Jude the Obscure by Thomas Hardy: "One man's journey to find out that it doesn't matter how hard you try, everything's going to be rubbish anyway."

Anyone got any more?

Boy, I've had a helluva time logging in; two password changes and I finally got in. 'After You'd Gone' by Maggie O'Farrell: "Families suck, and love is horrible, too". 'Lady Chatterley's Lover' by DH Lawrence: "If you're upper class you either hate or fear sex. Long live the proletariat!" (Sorry, that's two sentences...) 'The Hobbit' by JRR Tolkien: "An all man's fantasy tale of an all men's journey in a world where even the eagles are male."
Anything by Nick Hornby "Please let me be a Londoner, I don't want to be from the home counties, I want to talk about Holloway Road till your ears bleed."
The Count Of Monte Cristo 'revenge is a dish best served very very slowly'

 

Gulag Archipelago: Stayed in again today. The Female Eunuch: I'll iron it when I've finished this chapter... A Suitable Boy: I fancy an indian.....
Joyce's Dubliners: Family life--the horror, the horror. Conrad's Heart of Darkness: European carpetbaggers cringing with angst and doubled over with jungle rot execute prat falls for amusement of cynical natives.
Tropic of Cancer by Henry Miller: young man with a horn. Bridget Jones's Diary by Helen Fielding: my, that's a lot of pants.
bell jar - sylvia plath - I'm mad, me. I like boys Man and Boy by Tony Parsons- 'I hope Hornby does not read this.' Life of Pi- A confused boy goes sailing with his cat and gets hit in the head by a fish. Toast by Nigel Slater.

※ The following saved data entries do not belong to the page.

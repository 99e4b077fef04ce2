//! End-to-end programs driven through the full step loop.

use ppc32::Address;
use ppcint::{Exit, Interpreter, InterruptCheck, Ram, StepError};

const RAM_BASE: Address = Address(0x1000);

fn machine_with(words: &[u32]) -> Interpreter<Ram> {
    let mut ram = Ram::new(RAM_BASE, bytesize::kib(64u64) as usize);
    let bytes: Vec<u8> = words.iter().flat_map(|w| w.to_be_bytes()).collect();
    ram.load(RAM_BASE, &bytes);

    let mut interp = Interpreter::new(ram);
    interp.regs_mut().pc = RAM_BASE;
    interp
}

#[test]
fn three_instruction_program() {
    // li r3, 5; li r4, 3; add r3, r3, r4
    let mut interp = machine_with(&[0x3860_0005, 0x3880_0003, 0x7C63_2214]);

    for _ in 0..3 {
        assert!(interp.step().unwrap().is_none());
    }

    assert_eq!(interp.regs().gpr[3], 8);
    assert_eq!(interp.regs().gpr[4], 3);
    assert_eq!(interp.regs().pc, Address(0x100C));
    assert_eq!(interp.regs().tbr, 3);
}

#[test]
fn blr_jumps_to_lr() {
    let mut interp = machine_with(&[0x4E80_0020]);
    interp.regs_mut().lr = 0x2000;

    interp.step().unwrap();
    assert_eq!(interp.regs().pc, Address(0x2000));
}

#[test]
fn bl_links_and_branches() {
    // b +4 with LK
    let mut interp = machine_with(&[0x4800_0005, 0x6000_0000]);

    interp.step().unwrap();
    assert_eq!(interp.regs().lr, 0x1004);
    assert_eq!(interp.regs().pc, Address(0x1004));
}

#[test]
fn absolute_branch_with_link() {
    // b with AA=1, LK=1, target 0
    let mut interp = machine_with(&[0x4800_0003]);

    interp.step().unwrap();
    assert_eq!(interp.regs().lr, 0x1004);
    assert_eq!(interp.regs().pc, Address(0));
}

#[test]
fn branch_always_ignores_ctr() {
    // bc with BO=0b10100: always taken, CTR untouched
    let mut interp = machine_with(&[0x4280_0008]);
    interp.regs_mut().ctr = 7;

    interp.step().unwrap();
    assert_eq!(interp.regs().pc, Address(0x1008));
    assert_eq!(interp.regs().ctr, 7);
}

#[test]
fn bdnz_loop_runs_to_completion() {
    // li r3, 0; addi r3, r3, 1; bdnz -4; sc
    let mut interp = machine_with(&[0x3860_0000, 0x3863_0001, 0x4200_FFFC, 0x4400_0002]);
    interp.regs_mut().ctr = 5;
    interp.hooks.syscall = Some(Box::new(|_| false));

    let exit = interp.run().unwrap();
    assert_eq!(exit, Exit::Syscall);
    assert_eq!(interp.regs().gpr[3], 5);
    assert_eq!(interp.regs().ctr, 0);
}

#[test]
fn addis_builds_high_halves() {
    // lis r3, 0x8000
    let mut interp = machine_with(&[0x3C60_8000]);

    interp.step().unwrap();
    assert_eq!(interp.regs().gpr[3], 0x8000_0000);
}

#[test]
fn debug_hook_can_stop_the_run() {
    // an infinite loop: b .
    let mut interp = machine_with(&[0x4800_0000]);

    let mut remaining = 10u32;
    interp.hooks.debug = Some(Box::new(move |_| {
        remaining -= 1;
        remaining > 0
    }));

    let exit = interp.run().unwrap();
    assert_eq!(exit, Exit::DebugHook);
}

struct CycleLimit(u64);

impl InterruptCheck for CycleLimit {
    fn on_cycle_start(&mut self) -> bool {
        if self.0 == 0 {
            return false;
        }
        self.0 -= 1;
        true
    }
}

#[test]
fn interrupt_check_bounds_the_run() {
    let mut interp = machine_with(&[0x4800_0000]);
    interp.set_interrupt_check(Box::new(CycleLimit(25)));

    let exit = interp.run().unwrap();
    assert_eq!(exit, Exit::Interrupt);
    assert_eq!(interp.regs().tbr, 25);
}

#[test]
fn syscall_handler_reads_registers() {
    // li r3, 42; sc; b .
    let mut interp = machine_with(&[0x3860_002A, 0x4400_0002, 0x4800_0000]);
    interp.hooks.syscall = Some(Box::new(|machine| {
        assert_eq!(machine.regs.gpr[3], 42);
        machine.regs.gpr[3] = 0;
        false
    }));

    let exit = interp.run().unwrap();
    assert_eq!(exit, Exit::Syscall);
    assert_eq!(interp.regs().gpr[3], 0);
    // the exiting step still completed
    assert_eq!(interp.regs().pc, Address(0x1008));
}

#[test]
fn sc_without_a_handler_faults() {
    let mut interp = machine_with(&[0x4400_0002]);
    let err = interp.run().unwrap_err();
    assert!(matches!(err, StepError::Unimplemented { .. }));
}

#[test]
fn fetch_outside_memory_faults() {
    let mut interp = machine_with(&[]);
    interp.regs_mut().pc = Address(0);

    let err = interp.run().unwrap_err();
    assert!(matches!(err, StepError::Bus { .. }));
}

#[test]
fn invalid_opcode_faults_and_keeps_state() {
    // li r3, 7; .invalid
    let mut interp = machine_with(&[0x3860_0007, 0x0000_0000]);

    assert!(interp.step().unwrap().is_none());
    let err = interp.step().unwrap_err();

    assert!(matches!(err, StepError::Invalid { .. }));
    assert_eq!(interp.regs().gpr[3], 7);
    assert_eq!(interp.regs().pc, Address(0x1004));
}

#[test]
fn fp_arithmetic_faults_with_disassembly() {
    // fadd f1, f2, f3
    let mut interp = machine_with(&[0xFC22_182A]);

    match interp.run() {
        Err(StepError::Unimplemented { word, dasm, .. }) => {
            assert_eq!(word, 0xFC22_182A);
            assert_eq!(dasm, "fadd      f1, f2, f3");
        }
        other => panic!("expected an unimplemented fault, got {other:?}"),
    }
}

#[test]
fn store_program_round_trips_through_memory() {
    // lis r4, 0x0000 (base); stw [r4 + 0x100], r3 ... then lwz r5, [r4 + 0x100]
    // r4 = 0x1000 built with li
    let mut interp = machine_with(&[
        0x3880_1000, // li r4, 0x1000
        0x3C60_DEAD, // lis r3, 0xDEAD
        0x6063_BEEF, // ori r3, r3, 0xBEEF
        0x9064_0100, // stw [r4 + 0x100], r3
        0x80A4_0100, // lwz r5, [r4 + 0x100]
    ]);

    for _ in 0..5 {
        assert!(interp.step().unwrap().is_none());
    }

    assert_eq!(interp.regs().gpr[5], 0xDEAD_BEEF);
    assert_eq!(interp.regs().debug_addr, Address(0x1100));
}

#[test]
fn update_form_advances_the_base() {
    // li r4, 0x1100; stwu r3, 8(r4); r4 becomes 0x1108
    let mut interp = machine_with(&[0x3880_1100, 0x9464_0008]);
    interp.regs_mut().gpr[3] = 0x55;

    interp.step().unwrap();
    interp.step().unwrap();

    assert_eq!(interp.regs().gpr[4], 0x1108);
    let mem = interp.machine.mem.bytes();
    assert_eq!(&mem[0x108..0x10C], &0x55u32.to_be_bytes());
}

#[test]
fn time_base_scales_with_tick_rate() {
    let mut interp = machine_with(&[0x6000_0000, 0x6000_0000]);
    interp.regs_mut().tbr_ticks_per_cycle = 16;

    interp.step().unwrap();
    interp.step().unwrap();
    assert_eq!(interp.regs().tbr, 32);
}
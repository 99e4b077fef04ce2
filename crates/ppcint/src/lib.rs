//! A PPC32 user-mode interpreter.
//!
//! The interpreter owns a [`Machine`] (register file plus guest memory) and
//! steps it through a fetch/decode/dispatch cycle. Hosts participate through
//! three hooks: a syscall handler invoked on `sc`, a debug hook consulted
//! before every instruction, and an interrupt check consulted at the start of
//! every cycle. Any of the three can stop the loop.

mod exec;

pub mod mem;

use easyerr::Error;
use ppc32::{Address, Ins, arch::Registers, disasm};

pub use mem::{Bus, BusFault, Ram};

/// The register file and guest memory an [`Interpreter`] drives. Hooks get a
/// mutable view of this while the interpreter itself stays opaque to them.
pub struct Machine<M> {
    pub regs: Registers,
    pub mem: M,
}

/// A host callback with a stop vote: returning `false` ends the run.
pub type Hook<M> = Box<dyn FnMut(&mut Machine<M>) -> bool>;

/// Host-supplied hooks. All optional.
pub struct Hooks<M> {
    /// Invoked by `sc`. Executing `sc` without one installed is a fault.
    pub syscall: Option<Hook<M>>,
    /// Invoked before every instruction.
    pub debug: Option<Hook<M>>,
}

impl<M> Default for Hooks<M> {
    fn default() -> Self {
        Self {
            syscall: None,
            debug: None,
        }
    }
}

/// Per-cycle interrupt arbitration.
pub trait InterruptCheck {
    /// Called at the start of every cycle, before the fetch. Returning
    /// `false` stops the loop.
    fn on_cycle_start(&mut self) -> bool;
}

/// The default interrupt check: never requests a stop.
pub struct NoInterrupts;

impl InterruptCheck for NoInterrupts {
    fn on_cycle_start(&mut self) -> bool {
        true
    }
}

/// Why a run stopped without a fault.
#[derive(Debug, Clone, Copy, PartialEq, Eq)]
pub enum Exit {
    /// The debug hook returned `false`.
    DebugHook,
    /// The interrupt check returned `false`.
    Interrupt,
    /// The syscall handler returned `false`.
    Syscall,
}

/// A fatal condition raised while executing one instruction.
#[derive(Debug, Error)]
pub enum StepError {
    /// The decoder sink, or a recognized encoding with non-zero reserved
    /// bits.
    #[error("invalid instruction {word:08X} at {pc}: {dasm}")]
    Invalid { pc: Address, word: u32, dasm: String },
    /// A recognized encoding whose execution is deliberately stubbed.
    #[error("unimplemented instruction {word:08X} at {pc}: {dasm}")]
    Unimplemented { pc: Address, word: u32, dasm: String },
    /// The guest memory rejected an access.
    #[error("memory fault while executing at {pc}")]
    Bus { pc: Address, source: BusFault },
}

/// The interpreter.
pub struct Interpreter<M> {
    pub machine: Machine<M>,
    pub hooks: Hooks<M>,
    interrupts: Box<dyn InterruptCheck>,
    /// Outstanding `lwarx` reservation. Cleared by every store.
    reservation: bool,
    should_exit: bool,
}

impl<M: Bus> Interpreter<M> {
    pub fn new(mem: M) -> Self {
        Self::with_registers(mem, Registers::new())
    }

    pub fn with_registers(mem: M, regs: Registers) -> Self {
        Self {
            machine: Machine { regs, mem },
            hooks: Hooks::default(),
            interrupts: Box::new(NoInterrupts),
            reservation: false,
            should_exit: false,
        }
    }

    pub fn set_interrupt_check(&mut self, interrupts: Box<dyn InterruptCheck>) {
        self.interrupts = interrupts;
    }

    pub fn regs(&self) -> &Registers {
        &self.machine.regs
    }

    pub fn regs_mut(&mut self) -> &mut Registers {
        &mut self.machine.regs
    }

    /// Runs one full cycle: hooks, fetch, dispatch, PC post-increment, time
    /// base. Returns `Some(exit)` when a hook or handler requested a stop.
    pub fn step(&mut self) -> Result<Option<Exit>, StepError> {
        if let Some(hook) = self.hooks.debug.as_mut() {
            if !hook(&mut self.machine) {
                tracing::debug!("debug hook requested exit");
                return Ok(Some(Exit::DebugHook));
            }
        }

        if !self.interrupts.on_cycle_start() {
            tracing::debug!("interrupt check requested exit");
            return Ok(Some(Exit::Interrupt));
        }

        let pc = self.machine.regs.pc;
        let word = u32::from_be(
            self.machine
                .mem
                .read(pc)
                .map_err(|source| StepError::Bus { pc, source })?,
        );

        self.dispatch(Ins::new(word))?;

        self.machine.regs.pc += 4u32;
        self.machine.regs.tbr = self
            .machine
            .regs
            .tbr
            .wrapping_add(self.machine.regs.tbr_ticks_per_cycle);

        if self.should_exit {
            self.should_exit = false;
            tracing::debug!("syscall handler requested exit");
            return Ok(Some(Exit::Syscall));
        }

        Ok(None)
    }

    /// Steps until a hook requests a stop or a fatal condition is raised.
    /// The register state up to the stopping point stays observable.
    pub fn run(&mut self) -> Result<Exit, StepError> {
        loop {
            if let Some(exit) = self.step()? {
                return Ok(exit);
            }
        }
    }

    pub(crate) fn invalid_op(&self, ins: Ins) -> StepError {
        let pc = self.machine.regs.pc;
        StepError::Invalid {
            pc,
            word: ins.0,
            dasm: disasm::disassemble_one(pc, ins.0),
        }
    }

    pub(crate) fn unimplemented_op(&self, ins: Ins) -> StepError {
        let pc = self.machine.regs.pc;
        StepError::Unimplemented {
            pc,
            word: ins.0,
            dasm: disasm::disassemble_one(pc, ins.0),
        }
    }

    pub(crate) fn bus_error(&self, source: BusFault) -> StepError {
        StepError::Bus {
            pc: self.machine.regs.pc,
            source,
        }
    }

    pub(crate) fn request_exit(&mut self) {
        self.should_exit = true;
    }

    pub(crate) fn set_reservation(&mut self, held: bool) {
        self.reservation = held;
    }

    pub(crate) fn reservation(&self) -> bool {
        self.reservation
    }
}
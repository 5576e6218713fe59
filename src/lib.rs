//! Vidstage - single-slot media canvas library
//!
//! Re-exports all modules for use by binary targets.

pub mod app;
pub mod config;
pub mod core;
pub mod media;
pub mod widgets;

// Re-export commonly used types
pub use app::VidstageApp;
pub use core::event_bus::{BoxedEvent, EventBus, downcast_event};
pub use core::player::{Player, TimeWindow};
pub use media::{MediaAsset, MediaKind, MediaPayload, MediaSlot};
pub use widgets::canvas::FrameRect;
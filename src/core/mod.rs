//! Core engine modules - playback and events, independent of UI layout.

pub mod event_bus;
pub mod player;
pub mod player_events;

// Re-exports for convenience
pub use event_bus::EventBus;
pub use player::{Player, TimeWindow};
//! Main application loop - eframe::App implementation.

use eframe::egui;
use log::info;

use crate::app::VidstageApp;
use crate::media::MediaPayload;
use crate::widgets;
use crate::widgets::canvas::canvas_events::LoadMediaEvent;

impl eframe::App for VidstageApp {
    /// Per-frame update.
    ///
    /// Flow:
    /// 1. Collect dropped files into a load event
    /// 2. Warm up the video port and run the playback ticker
    /// 3. Process queued events
    /// 4. Render chrome and canvas, feeding their actions back to the bus
    /// 5. Keyboard input, repaint while playing
    fn update(&mut self, ctx: &egui::Context, _frame: &mut eframe::Frame) {
        ctx.input(|i| {
            if !i.raw.dropped_files.is_empty() {
                let payloads: Vec<MediaPayload> = i
                    .raw
                    .dropped_files
                    .iter()
                    .map(MediaPayload::from_dropped)
                    .collect();
                info!("{} file(s) dropped", payloads.len());
                self.event_bus.emit(LoadMediaEvent(payloads));
            }
        });

        // The port reports can-play one frame after load; deferred seeks and
        // a rejected play request resolve here.
        if let Some(video) = self.slot.asset_mut().and_then(|a| a.video_mut()) {
            video.mark_can_play();
        }

        let time_changed = self
            .player
            .update(self.slot.asset_mut().and_then(|a| a.video_mut()));

        self.handle_events();

        widgets::header::render(ctx);

        let transport = widgets::status::render(ctx, &self.slot, &self.player);

        let sidebar = widgets::sidebar::render(
            ctx,
            &mut self.sidebar_state,
            &self.slot,
            &self.frame_rect,
            &self.player,
        );

        let media_visible = self.player.media_visible();
        let canvas = egui::CentralPanel::default()
            .frame(egui::Frame::NONE)
            .show(ctx, |ui| {
                widgets::canvas::canvas_ui::render(
                    ui,
                    &mut self.slot,
                    &self.frame_rect,
                    media_visible,
                    &mut self.canvas_state,
                )
            })
            .inner;

        self.handle_keyboard_input(ctx);

        let mut emitted = false;
        for actions in [transport, sidebar, canvas] {
            for event in actions.events {
                self.event_bus.emit_boxed(event);
                emitted = true;
            }
        }

        // Queued events are handled next frame; keep frames coming while
        // playing or while work is pending.
        if emitted || time_changed || self.player.is_playing() {
            ctx.request_repaint();
        }
    }
}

A boy eats a lot of food (including fish) and worries about his Mum.

 

Koba the Dread by Martin Amis: Stalin was wrong and so was Christopher Hitchens Orwell's Victory by Christopher Hitchens: Orwell was right and so was I

 

Look Back In Anger by John Osbourne: Playing the trumpet in a flat makes you very grumpy The Spire by William Golding: Religious faith is no replacement for a sound grasp of architecture The Lion, The Witch and the Wardrobe by CS Lewis: Evacuee children find exciting religious allegory in cupboard Portnoy's Complaint by Philip Roth: I love/hate being Jewish, I love/hate w**king The Catcher In The Rye by JD Salinger: Me versus all the phonies, cheats, grownups and liars I Knew I Was Right: The Autobiography by Julie Burchill: Me versus all the phonies, cheats, grownups and liars

 

The Bourne Supremacy by Robert Ludlum : "Everyone is a poser"

Tyler King

From Here To Eternity by James Jones: It's hell being a soldier, but you love it. King Solomons Mines by S Rider Haggard: "Funny story, went on a little expedition into the interior, found a diamond mine of all things, dashed queer folk there, nearly died a couple of times of course, shot a corker of an elephant." Billy Budd, Sailor by Herman Melville: 'I love Billy, but I'm not gay.'

 

Simplississimus: Rags to rags by way of riches. Perfume: Nothing smells but everything stinks. Confederacy of Dunces: Fat guy sells hot dogs in New Orleans, farts a lot, then moves to New York.
Dukes of Hazzard Bleechhhh... Visit me at HTTP://www.radiodenver.org/

It's not a bug...it's a feature.

Robinson Crusoe by Daniel Defoe: holiday break for one. Metamorphosis by Franz Kafka: you're bugging me, man.
The Hunger Artist by Kafka: A long way to go for nothing.
To Kill a Mockingbird by Harper Lee: me and you and a boy named Boo.
Principia Mathematica: Isaac Newton. What goes up, must come down.
Sky Burial by Xin Ran: Don't bother looking, you'll never find anything nice.
Diary of a Nobody by George and Weedon Grossmith: "hello Big Brother!"